Much less is known regarding the global organization of the exocyst complex. Quick-freeze deep-etch EM (electron microscopy) analysis of the purified mammalian brain exocyst complex has been carried out using either unfixed or glutaraldehyde-fixed preparations to avoid complex dissociation [4]. Unfixed complexes adopted a ‘star’ shape with four to six extensions, which may indicate some degree of complex dissociation. The structure of the fixed complex displayed a ‘T’ or ‘Y’ shape, possibly closer to the native conformation (Figure 3). These data, together with available structural information, allowed Munson and Novick [10] to propose that the elongated rod-like subunits could pack against one another along their long axis (Figure 3). This model requires more direct investigation using antibodies directed against the different subunits (or tagged subunits), in order to refine the architecture of the complex. An additional hypothesis proposed from this model was that the two ‘T’ arms may form a bridge between the PM and the transport vesicle during the mechanism of tethering (Figure 3) [10]. EM analysis of the complex bound to reconstituted liposomes in vitro may possibly help to understand the mechanism of tethering mediated by the complex and identifying core subunits for complex assembly and interaction with membranes.

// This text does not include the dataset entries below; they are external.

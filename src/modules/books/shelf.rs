//! Adding and removing books on a user's shelf.

use std::sync::Arc;

use bookswap_db::{BookRecord, Expect, StoreError, User, UserDirectory, Versioned, WriteBatch};
use tracing::{debug, info};

use crate::catalog::CatalogLookup;
use crate::error::{catalog_id, DomainError};

pub struct BookShelf {
    directory: Arc<dyn UserDirectory>,
    catalog: Arc<dyn CatalogLookup>,
    commit_retries: u32,
}

impl BookShelf {
    pub fn new(
        directory: Arc<dyn UserDirectory>,
        catalog: Arc<dyn CatalogLookup>,
        commit_retries: u32,
    ) -> Self {
        Self {
            directory,
            catalog,
            commit_retries,
        }
    }

    /// Shelve `isbn` for `owner`, replacing any earlier record for it.
    pub async fn add(&self, owner: &str, isbn: &str) -> Result<BookRecord, DomainError> {
        let isbn = catalog_id(isbn)?;
        // Fail on unknown users before spending a catalog round trip.
        self.user(owner).await?;
        let entry = self.catalog.resolve(&isbn).await?;

        self.update(owner, "add", |user| {
            let record = BookRecord {
                isbn: entry.isbn.clone(),
                title: entry.title.clone(),
                location: user.location.clone(),
                thumbnail: entry.thumbnail.clone(),
                owner: user.username.clone(),
            };
            user.put_book(record.clone());
            Ok(record)
        })
        .await
    }

    pub async fn remove(&self, owner: &str, isbn: &str) -> Result<(), DomainError> {
        let isbn = catalog_id(isbn)?;
        self.update(owner, "remove", |user| {
            if user.pull_book(&isbn) {
                Ok(())
            } else {
                Err(DomainError::NotFound(format!(
                    "book '{isbn}' on {}'s shelf",
                    user.username
                )))
            }
        })
        .await
    }

    pub async fn list(&self, owner: &str) -> Result<Vec<BookRecord>, DomainError> {
        Ok(self.user(owner).await?.doc.books)
    }

    async fn user(&self, username: &str) -> Result<Versioned<User>, DomainError> {
        self.directory
            .get_user(username)
            .await?
            .ok_or_else(|| DomainError::NotFound(format!("user '{username}'")))
    }

    /// Read-modify-write of one user document, re-read on version conflicts.
    async fn update<T, F>(
        &self,
        username: &str,
        op: &'static str,
        mut edit: F,
    ) -> Result<T, DomainError>
    where
        F: FnMut(&mut User) -> Result<T, DomainError>,
    {
        for attempt in 0..=self.commit_retries {
            let Versioned { version, mut doc } = self.user(username).await?;
            let outcome = edit(&mut doc)?;

            match self
                .directory
                .commit(WriteBatch::new().put_user(doc, Expect::Version(version)))
                .await
            {
                Ok(()) => {
                    info!(user = username, op, "shelf updated");
                    return Ok(outcome);
                }
                Err(StoreError::VersionConflict { .. }) => {
                    debug!(user = username, op, attempt, "concurrent shelf update; retrying");
                }
                Err(err) => return Err(err.into()),
            }
        }

        Err(DomainError::Conflict(format!(
            "{op} on {username}'s shelf kept losing to concurrent updates; try again"
        )))
    }
}
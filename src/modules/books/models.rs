use bookswap_db::BookRecord;
use serde::{Deserialize, Serialize};

/// A book on a user's shelf as returned by the API.
#[derive(Debug, Clone, Serialize, Deserialize)]
pub struct Book {
    /// Catalog identifier
    pub isbn: String,
    pub title: String,
    /// Owner's location when the book was shelved
    pub location: String,
    /// Cover image reference
    pub thumbnail: Option<String>,
    pub owner: String,
}

impl From<BookRecord> for Book {
    fn from(record: BookRecord) -> Self {
        Self {
            isbn: record.isbn,
            title: record.title,
            location: record.location,
            thumbnail: record.thumbnail,
            owner: record.owner,
        }
    }
}
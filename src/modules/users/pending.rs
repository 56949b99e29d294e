//! Short-lived, single-use tokens carrying a visitor's search across registration.

use std::collections::HashMap;
use std::sync::Mutex;
use std::time::{Duration, Instant};

use uuid::Uuid;

use super::models::PendingSearch;

pub struct PendingActions {
    ttl: Duration,
    entries: Mutex<HashMap<Uuid, (Instant, PendingSearch)>>,
}

impl PendingActions {
    pub fn new(ttl: Duration) -> Self {
        Self {
            ttl,
            entries: Mutex::new(HashMap::new()),
        }
    }

    pub fn ttl(&self) -> Duration {
        self.ttl
    }

    pub fn stash(&self, search: PendingSearch) -> Uuid {
        let token = Uuid::new_v4();
        let mut entries = self
            .entries
            .lock()
            .unwrap_or_else(|poisoned| poisoned.into_inner());
        let now = Instant::now();
        entries.retain(|_, (created, _)| now.duration_since(*created) < self.ttl);
        entries.insert(token, (now, search));
        token
    }

    /// Remove and return the search for `token` if it has not expired.
    pub fn take(&self, token: &Uuid) -> Option<PendingSearch> {
        let (created, search) = self
            .entries
            .lock()
            .unwrap_or_else(|poisoned| poisoned.into_inner())
            .remove(token)?;
        (created.elapsed() < self.ttl).then_some(search)
    }

    pub fn len(&self) -> usize {
        self.entries
            .lock()
            .unwrap_or_else(|poisoned| poisoned.into_inner())
            .len()
    }

    pub fn is_empty(&self) -> bool {
        self.len() == 0
    }
}
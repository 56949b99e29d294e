use bookswap_db::{GeoPoint, User};
use serde::{Deserialize, Serialize};
use uuid::Uuid;

/// Request body for creating a user.
#[derive(Debug, Clone, Serialize, Deserialize)]
pub struct RegisterUser {
    pub username: String,
    /// Free-form city or address
    pub location: String,
    /// Geocoded position of `location`, when the client has one
    #[serde(default)]
    pub coords: Option<GeoPoint>,
    #[serde(default)]
    pub email: Option<String>,
    /// Token from `POST /pending`; its search is handed back on success
    #[serde(default)]
    pub pending_token: Option<Uuid>,
}

/// A search the visitor started before registering.
#[derive(Debug, Clone, PartialEq, Serialize, Deserialize)]
pub struct PendingSearch {
    pub title: String,
    pub location: String,
}

#[derive(Debug, Clone, Serialize, Deserialize)]
pub struct PendingToken {
    pub token: Uuid,
    pub expires_in_secs: u64,
}

#[derive(Debug, Clone, Serialize, Deserialize)]
pub struct Registration {
    pub user: User,
    /// The stashed search, if a valid pending token was supplied
    pub resume: Option<PendingSearch>,
}

/// Full user document plus the number of requests awaiting an answer.
#[derive(Debug, Clone, Serialize, Deserialize)]
pub struct Profile {
    #[serde(flatten)]
    pub user: User,
    pub pending_requests: usize,
}

/// What another user may see to arrange a hand-over.
#[derive(Debug, Clone, PartialEq, Serialize, Deserialize)]
pub struct Contact {
    pub username: String,
    pub location: String,
    pub email: Option<String>,
}
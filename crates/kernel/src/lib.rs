//! Core traits, settings, and module registry shared by every bookswap crate.

pub mod module;
pub mod registry;
pub mod settings;

pub use module::{InitCtx, Module};
pub use registry::ModuleRegistry;
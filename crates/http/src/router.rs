//! Router builder for the bookswap HTTP server

use axum::{routing::get, Router};
use std::time::Duration;
use tower_http::{
    cors::{Any, CorsLayer},
    request_id::{PropagateRequestIdLayer, SetRequestIdLayer},
    timeout::TimeoutLayer,
    trace::{DefaultMakeSpan, DefaultOnRequest, DefaultOnResponse, TraceLayer},
};

use bookswap_kernel::ModuleRegistry;

use crate::MakeRequestUuidV7;

const API_TITLE: &str = "bookswap API";
const API_VERSION: &str = "1.0.0";

/// Builder for constructing the main HTTP router
pub struct RouterBuilder {
    router: Router,
}

impl RouterBuilder {
    /// Create a new router builder
    pub fn new() -> Self {
        Self {
            router: Router::new(),
        }
    }

    /// Add a route to the router
    pub fn route(mut self, path: &str, route: axum::routing::MethodRouter) -> Self {
        self.router = self.router.route(path, route);
        self
    }

    /// Mount a module's router under `/api/{module_name}`
    pub fn mount_module(mut self, module_name: &str, module_router: Router) -> Self {
        let api_path = format!("/api/{}", module_name);
        self.router = self.router.nest(&api_path, module_router);
        self
    }

    /// Add tracing middleware
    pub fn with_tracing(mut self) -> Self {
        self.router = self.router.layer(
            TraceLayer::new_for_http()
                .make_span_with(DefaultMakeSpan::new().include_headers(true))
                .on_request(DefaultOnRequest::new().level(tracing::Level::INFO))
                .on_response(DefaultOnResponse::new().level(tracing::Level::INFO)),
        );
        self
    }

    /// Add CORS middleware
    pub fn with_cors(mut self) -> Self {
        self.router = self.router.layer(
            CorsLayer::new()
                .allow_origin(Any)
                .allow_methods(Any)
                .allow_headers(Any),
        );
        self
    }

    /// Add request ID middleware; the id is echoed back on the response
    pub fn with_request_id(mut self) -> Self {
        self.router = self
            .router
            .layer(PropagateRequestIdLayer::x_request_id())
            .layer(SetRequestIdLayer::x_request_id(MakeRequestUuidV7));
        self
    }

    /// Add timeout middleware
    pub fn with_timeout(mut self, timeout_ms: u64) -> Self {
        self.router = self
            .router
            .layer(TimeoutLayer::new(Duration::from_millis(timeout_ms)));
        self
    }

    /// Add OpenAPI documentation by collecting specs from all modules
    pub fn with_openapi(mut self, registry: &ModuleRegistry) -> Self {
        let openapi_spec = merged_openapi(registry);

        // Deserialize our JSON spec into a proper utoipa OpenApi object
        // so SwaggerUI can serve it
        let openapi_obj: utoipa::openapi::OpenApi = serde_json::from_value(openapi_spec.clone())
            .unwrap_or_else(|err| {
                tracing::warn!(error = %err, "merged OpenAPI document is invalid; serving stub");
                utoipa::openapi::OpenApiBuilder::new()
                    .info(
                        utoipa::openapi::InfoBuilder::new()
                            .title(API_TITLE)
                            .version(API_VERSION)
                            .build(),
                    )
                    .build()
            });

        self.router = self.router.merge(
            utoipa_swagger_ui::SwaggerUi::new("/swagger-ui")
                .url("/api-docs/openapi.json", openapi_obj),
        );

        // Also serve the raw JSON spec for external consumers
        self.router = self.router.route(
            "/docs/openapi.json",
            get(move || async move { axum::Json(openapi_spec.clone()) }),
        );

        self
    }

    /// Build the final router
    pub fn build(self) -> Router {
        self.router
    }
}

impl Default for RouterBuilder {
    fn default() -> Self {
        Self::new()
    }
}

/// Merge every module's OpenAPI fragment into one document, prefixing
/// module paths with `/api/{module_name}`.
pub fn merged_openapi(registry: &ModuleRegistry) -> serde_json::Value {
    let mut openapi_spec = serde_json::json!({
        "openapi": "3.0.0",
        "info": {
            "title": API_TITLE,
            "version": API_VERSION,
            "description": "Book shelves, wishlists and paired trade requests"
        },
        "paths": {},
        "components": {
            "schemas": {}
        }
    });

    openapi_spec["components"]["schemas"]["ErrorResponse"] = serde_json::json!({
        "type": "object",
        "properties": {
            "error": {
                "type": "object",
                "properties": {
                    "code": { "type": "string" },
                    "message": { "type": "string" },
                    "details": { "type": "array", "items": {} },
                    "trace_id": { "type": "string" },
                    "timestamp": { "type": "string" }
                },
                "required": ["code", "message", "trace_id", "timestamp"]
            }
        },
        "required": ["error"]
    });

    openapi_spec["paths"]["/healthz"] = serde_json::json!({
        "get": {
            "summary": "Health check",
            "responses": {
                "200": {
                    "description": "OK",
                    "content": { "text/plain": { "schema": { "type": "string" } } }
                }
            }
        }
    });

    for module in registry.modules() {
        let Some(module_spec) = module.openapi() else {
            continue;
        };

        if let Some(paths) = module_spec.get("paths").and_then(|p| p.as_object()) {
            for (path, path_item) in paths {
                let prefixed_path = match path.as_str() {
                    "/" => format!("/api/{}", module.name()),
                    _ => format!("/api/{}{}", module.name(), path),
                };
                openapi_spec["paths"][prefixed_path] = path_item.clone();
            }
        }

        if let Some(schemas) = module_spec
            .get("components")
            .and_then(|c| c.get("schemas"))
            .and_then(|s| s.as_object())
        {
            for (schema_name, schema_def) in schemas {
                openapi_spec["components"]["schemas"][schema_name] = schema_def.clone();
            }
        }
    }

    openapi_spec
}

In the model shown in Figure 3, additional components are required to interface the exocyst complex with the vesicle and PM bilayers. The exocyst complex appears as a central hub for a network of proteins and signalling cascades involved in controlling the docking of exocytic vesicles and cell polarity [32]. On the basis of a number of studies, several members of the Ras superfamily of monomeric GTP-binding proteins have been found to interact with various exocyst subunits in a GTP-dependent manner. These interactions may be instrumental in the process by providing regulated membrane anchors for the exocyst complex on the transport vesicles and with specific regions of the PM (Figure 4). Interestingly, and as noticed earlier, the small GTP-binding protein–exocyst interactome has evolved from yeast to mammals [32]. One illustration of evolutionary remodelling is provided by the mammalian counterparts of Sec3 and Exo70 that apparently lost the binding sites for Rho1/Rho3 and Cdc42 (cell division cycle 42) respectively [33]. In addition, beside Ras-like GTP-binding proteins, a diversity of exocyst partners has been identified thanks to biochemical and yeast two-hybrid approaches [3436].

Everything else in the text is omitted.